PROBLEM DESCRIPTION: Search the records below for the word "push". Pull out each line that has it.

PROVIDED MATERIAL:
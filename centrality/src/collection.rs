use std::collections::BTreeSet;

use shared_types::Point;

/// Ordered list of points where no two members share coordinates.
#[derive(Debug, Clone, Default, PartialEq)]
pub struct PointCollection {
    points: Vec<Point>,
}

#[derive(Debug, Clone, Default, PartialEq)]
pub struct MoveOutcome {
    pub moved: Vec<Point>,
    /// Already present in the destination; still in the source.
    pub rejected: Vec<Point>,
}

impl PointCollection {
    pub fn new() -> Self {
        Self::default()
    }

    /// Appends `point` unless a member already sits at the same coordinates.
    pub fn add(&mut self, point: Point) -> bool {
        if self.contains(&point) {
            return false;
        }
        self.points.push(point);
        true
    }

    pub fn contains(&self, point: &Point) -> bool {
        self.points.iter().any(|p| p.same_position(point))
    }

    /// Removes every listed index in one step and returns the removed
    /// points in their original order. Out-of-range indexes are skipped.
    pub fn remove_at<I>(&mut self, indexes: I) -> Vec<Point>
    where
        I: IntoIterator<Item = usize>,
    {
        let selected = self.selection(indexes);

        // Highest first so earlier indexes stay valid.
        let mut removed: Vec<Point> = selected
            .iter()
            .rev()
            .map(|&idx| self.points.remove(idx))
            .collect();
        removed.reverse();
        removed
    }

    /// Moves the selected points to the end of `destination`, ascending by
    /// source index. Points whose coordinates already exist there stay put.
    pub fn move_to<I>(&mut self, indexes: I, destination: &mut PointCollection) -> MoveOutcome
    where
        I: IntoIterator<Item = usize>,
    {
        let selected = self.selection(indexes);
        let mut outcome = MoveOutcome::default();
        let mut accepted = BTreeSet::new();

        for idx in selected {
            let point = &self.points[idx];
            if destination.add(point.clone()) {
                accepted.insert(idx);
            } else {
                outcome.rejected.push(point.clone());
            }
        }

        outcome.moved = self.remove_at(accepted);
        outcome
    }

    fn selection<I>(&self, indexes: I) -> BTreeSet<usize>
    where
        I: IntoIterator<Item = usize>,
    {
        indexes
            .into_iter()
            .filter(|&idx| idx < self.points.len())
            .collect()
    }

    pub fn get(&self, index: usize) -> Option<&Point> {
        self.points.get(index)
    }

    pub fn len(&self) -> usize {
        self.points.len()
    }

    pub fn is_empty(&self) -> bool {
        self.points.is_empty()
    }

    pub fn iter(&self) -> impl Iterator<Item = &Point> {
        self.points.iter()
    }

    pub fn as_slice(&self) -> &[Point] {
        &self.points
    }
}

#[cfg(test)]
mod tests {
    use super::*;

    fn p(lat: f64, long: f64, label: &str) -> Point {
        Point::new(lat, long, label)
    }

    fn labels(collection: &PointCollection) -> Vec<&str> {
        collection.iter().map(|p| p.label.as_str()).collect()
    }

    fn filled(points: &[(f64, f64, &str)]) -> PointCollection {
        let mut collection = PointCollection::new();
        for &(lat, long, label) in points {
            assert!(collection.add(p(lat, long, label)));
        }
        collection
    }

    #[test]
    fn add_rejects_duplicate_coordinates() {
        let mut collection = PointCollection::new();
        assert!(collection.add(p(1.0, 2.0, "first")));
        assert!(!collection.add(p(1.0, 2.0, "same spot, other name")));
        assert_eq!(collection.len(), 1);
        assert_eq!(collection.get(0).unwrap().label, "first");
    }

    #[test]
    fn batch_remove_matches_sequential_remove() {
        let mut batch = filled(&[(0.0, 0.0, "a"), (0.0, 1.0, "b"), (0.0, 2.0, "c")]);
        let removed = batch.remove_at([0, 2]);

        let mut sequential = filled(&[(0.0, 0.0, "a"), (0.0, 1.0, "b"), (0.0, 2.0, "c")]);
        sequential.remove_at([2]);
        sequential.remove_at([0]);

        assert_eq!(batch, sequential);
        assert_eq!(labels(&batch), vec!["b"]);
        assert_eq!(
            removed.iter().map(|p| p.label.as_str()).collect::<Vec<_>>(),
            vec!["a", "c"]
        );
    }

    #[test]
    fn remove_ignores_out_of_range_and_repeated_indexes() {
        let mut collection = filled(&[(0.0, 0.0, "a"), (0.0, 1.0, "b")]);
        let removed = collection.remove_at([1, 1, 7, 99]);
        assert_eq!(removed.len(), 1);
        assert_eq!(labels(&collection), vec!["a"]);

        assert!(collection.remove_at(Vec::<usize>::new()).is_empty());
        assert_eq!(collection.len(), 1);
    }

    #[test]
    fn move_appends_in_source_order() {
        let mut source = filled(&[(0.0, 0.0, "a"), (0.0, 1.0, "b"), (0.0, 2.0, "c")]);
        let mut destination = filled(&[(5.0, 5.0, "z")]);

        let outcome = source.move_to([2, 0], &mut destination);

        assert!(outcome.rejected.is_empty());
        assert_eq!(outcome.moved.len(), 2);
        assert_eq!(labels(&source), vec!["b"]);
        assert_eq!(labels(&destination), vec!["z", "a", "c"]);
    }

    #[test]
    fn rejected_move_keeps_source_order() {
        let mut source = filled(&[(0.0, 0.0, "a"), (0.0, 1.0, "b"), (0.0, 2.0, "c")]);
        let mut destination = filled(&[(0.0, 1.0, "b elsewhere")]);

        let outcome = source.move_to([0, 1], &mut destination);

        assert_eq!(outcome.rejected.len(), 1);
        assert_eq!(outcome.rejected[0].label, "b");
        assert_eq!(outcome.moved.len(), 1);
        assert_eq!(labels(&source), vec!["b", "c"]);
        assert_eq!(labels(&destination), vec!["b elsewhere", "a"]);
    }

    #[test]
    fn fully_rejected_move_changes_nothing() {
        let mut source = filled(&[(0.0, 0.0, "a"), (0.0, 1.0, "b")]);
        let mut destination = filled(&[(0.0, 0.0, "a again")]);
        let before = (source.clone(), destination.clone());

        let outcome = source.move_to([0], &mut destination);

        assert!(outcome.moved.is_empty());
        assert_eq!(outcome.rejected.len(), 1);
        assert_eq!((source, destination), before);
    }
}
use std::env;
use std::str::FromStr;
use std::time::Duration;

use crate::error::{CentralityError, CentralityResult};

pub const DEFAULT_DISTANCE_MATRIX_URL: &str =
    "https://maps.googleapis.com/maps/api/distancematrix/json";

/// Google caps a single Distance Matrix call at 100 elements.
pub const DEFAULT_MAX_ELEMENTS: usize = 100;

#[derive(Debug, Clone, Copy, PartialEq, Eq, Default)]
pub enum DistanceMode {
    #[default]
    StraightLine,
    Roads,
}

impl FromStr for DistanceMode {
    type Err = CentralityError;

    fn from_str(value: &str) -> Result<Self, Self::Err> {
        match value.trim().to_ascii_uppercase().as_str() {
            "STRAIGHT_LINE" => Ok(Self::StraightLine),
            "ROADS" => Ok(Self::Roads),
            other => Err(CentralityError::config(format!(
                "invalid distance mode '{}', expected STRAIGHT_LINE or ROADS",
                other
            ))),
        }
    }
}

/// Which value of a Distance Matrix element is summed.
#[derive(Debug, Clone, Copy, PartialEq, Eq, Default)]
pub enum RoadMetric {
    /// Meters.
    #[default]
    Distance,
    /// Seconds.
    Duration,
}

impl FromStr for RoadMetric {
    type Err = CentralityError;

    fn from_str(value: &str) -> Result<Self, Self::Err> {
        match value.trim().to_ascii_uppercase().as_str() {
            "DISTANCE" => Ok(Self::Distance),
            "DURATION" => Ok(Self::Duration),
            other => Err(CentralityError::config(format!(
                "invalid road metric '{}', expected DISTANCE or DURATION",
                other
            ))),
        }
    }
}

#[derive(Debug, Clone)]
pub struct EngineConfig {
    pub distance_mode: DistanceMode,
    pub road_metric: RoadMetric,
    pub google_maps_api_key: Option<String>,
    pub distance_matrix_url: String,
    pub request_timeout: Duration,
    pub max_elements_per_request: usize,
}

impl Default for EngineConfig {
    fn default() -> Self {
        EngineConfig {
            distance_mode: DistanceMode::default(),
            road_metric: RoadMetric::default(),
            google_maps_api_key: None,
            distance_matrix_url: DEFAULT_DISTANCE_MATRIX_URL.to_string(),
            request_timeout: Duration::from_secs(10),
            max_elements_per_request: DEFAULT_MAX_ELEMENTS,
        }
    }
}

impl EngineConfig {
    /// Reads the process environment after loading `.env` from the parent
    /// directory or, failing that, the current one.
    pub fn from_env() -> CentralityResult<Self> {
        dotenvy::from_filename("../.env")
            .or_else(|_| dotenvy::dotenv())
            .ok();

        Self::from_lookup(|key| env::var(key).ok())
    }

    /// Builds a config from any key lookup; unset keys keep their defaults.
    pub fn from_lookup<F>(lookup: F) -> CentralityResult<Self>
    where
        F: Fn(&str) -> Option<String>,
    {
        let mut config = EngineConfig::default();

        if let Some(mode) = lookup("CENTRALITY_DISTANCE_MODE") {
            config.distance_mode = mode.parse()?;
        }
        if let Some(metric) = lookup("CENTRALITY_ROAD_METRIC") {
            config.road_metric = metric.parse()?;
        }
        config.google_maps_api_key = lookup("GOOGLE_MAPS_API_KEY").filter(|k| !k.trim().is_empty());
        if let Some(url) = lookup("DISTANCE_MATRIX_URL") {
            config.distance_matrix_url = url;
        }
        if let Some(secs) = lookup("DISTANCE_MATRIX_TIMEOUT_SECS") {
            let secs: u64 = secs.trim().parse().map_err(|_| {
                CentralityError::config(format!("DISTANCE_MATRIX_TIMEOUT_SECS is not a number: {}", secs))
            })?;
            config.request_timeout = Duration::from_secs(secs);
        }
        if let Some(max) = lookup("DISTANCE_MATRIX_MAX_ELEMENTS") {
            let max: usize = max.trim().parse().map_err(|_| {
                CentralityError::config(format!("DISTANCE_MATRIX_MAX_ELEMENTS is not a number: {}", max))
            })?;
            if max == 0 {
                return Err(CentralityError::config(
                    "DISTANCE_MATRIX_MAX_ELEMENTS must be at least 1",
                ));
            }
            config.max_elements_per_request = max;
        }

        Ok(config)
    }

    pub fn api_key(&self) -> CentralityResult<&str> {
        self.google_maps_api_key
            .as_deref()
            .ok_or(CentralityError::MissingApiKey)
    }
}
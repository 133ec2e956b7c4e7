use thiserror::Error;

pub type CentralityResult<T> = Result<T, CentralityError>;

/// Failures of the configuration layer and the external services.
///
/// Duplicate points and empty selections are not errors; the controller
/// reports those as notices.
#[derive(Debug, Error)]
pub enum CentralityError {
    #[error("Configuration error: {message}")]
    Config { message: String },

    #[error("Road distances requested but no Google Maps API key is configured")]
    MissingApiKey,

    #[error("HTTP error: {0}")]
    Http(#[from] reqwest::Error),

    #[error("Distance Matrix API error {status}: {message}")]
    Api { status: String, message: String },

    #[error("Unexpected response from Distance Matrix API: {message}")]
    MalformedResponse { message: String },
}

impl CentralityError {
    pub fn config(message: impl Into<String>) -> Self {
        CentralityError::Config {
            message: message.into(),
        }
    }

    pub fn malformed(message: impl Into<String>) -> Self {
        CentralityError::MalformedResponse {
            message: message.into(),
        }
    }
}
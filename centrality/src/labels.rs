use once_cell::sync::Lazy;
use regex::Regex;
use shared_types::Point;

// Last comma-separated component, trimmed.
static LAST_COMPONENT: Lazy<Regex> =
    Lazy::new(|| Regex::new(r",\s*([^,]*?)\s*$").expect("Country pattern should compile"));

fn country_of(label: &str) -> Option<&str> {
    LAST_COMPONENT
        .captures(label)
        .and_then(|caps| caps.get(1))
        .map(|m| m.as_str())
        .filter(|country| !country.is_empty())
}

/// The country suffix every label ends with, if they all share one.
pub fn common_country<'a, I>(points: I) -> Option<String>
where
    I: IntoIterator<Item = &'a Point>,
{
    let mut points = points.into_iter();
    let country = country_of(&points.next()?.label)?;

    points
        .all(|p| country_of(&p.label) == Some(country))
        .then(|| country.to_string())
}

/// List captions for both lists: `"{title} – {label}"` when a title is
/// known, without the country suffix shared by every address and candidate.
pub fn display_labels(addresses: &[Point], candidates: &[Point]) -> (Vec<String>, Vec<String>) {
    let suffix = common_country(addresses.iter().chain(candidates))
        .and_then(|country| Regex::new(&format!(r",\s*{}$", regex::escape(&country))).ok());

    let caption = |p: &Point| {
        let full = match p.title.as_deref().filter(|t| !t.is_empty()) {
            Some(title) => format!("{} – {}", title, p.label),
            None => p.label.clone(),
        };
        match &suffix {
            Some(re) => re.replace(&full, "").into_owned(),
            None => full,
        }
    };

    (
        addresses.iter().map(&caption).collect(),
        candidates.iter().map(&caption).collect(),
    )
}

ANSWER AREA:
        self.points.push(point);
                outcome.rejected.push(point.clone());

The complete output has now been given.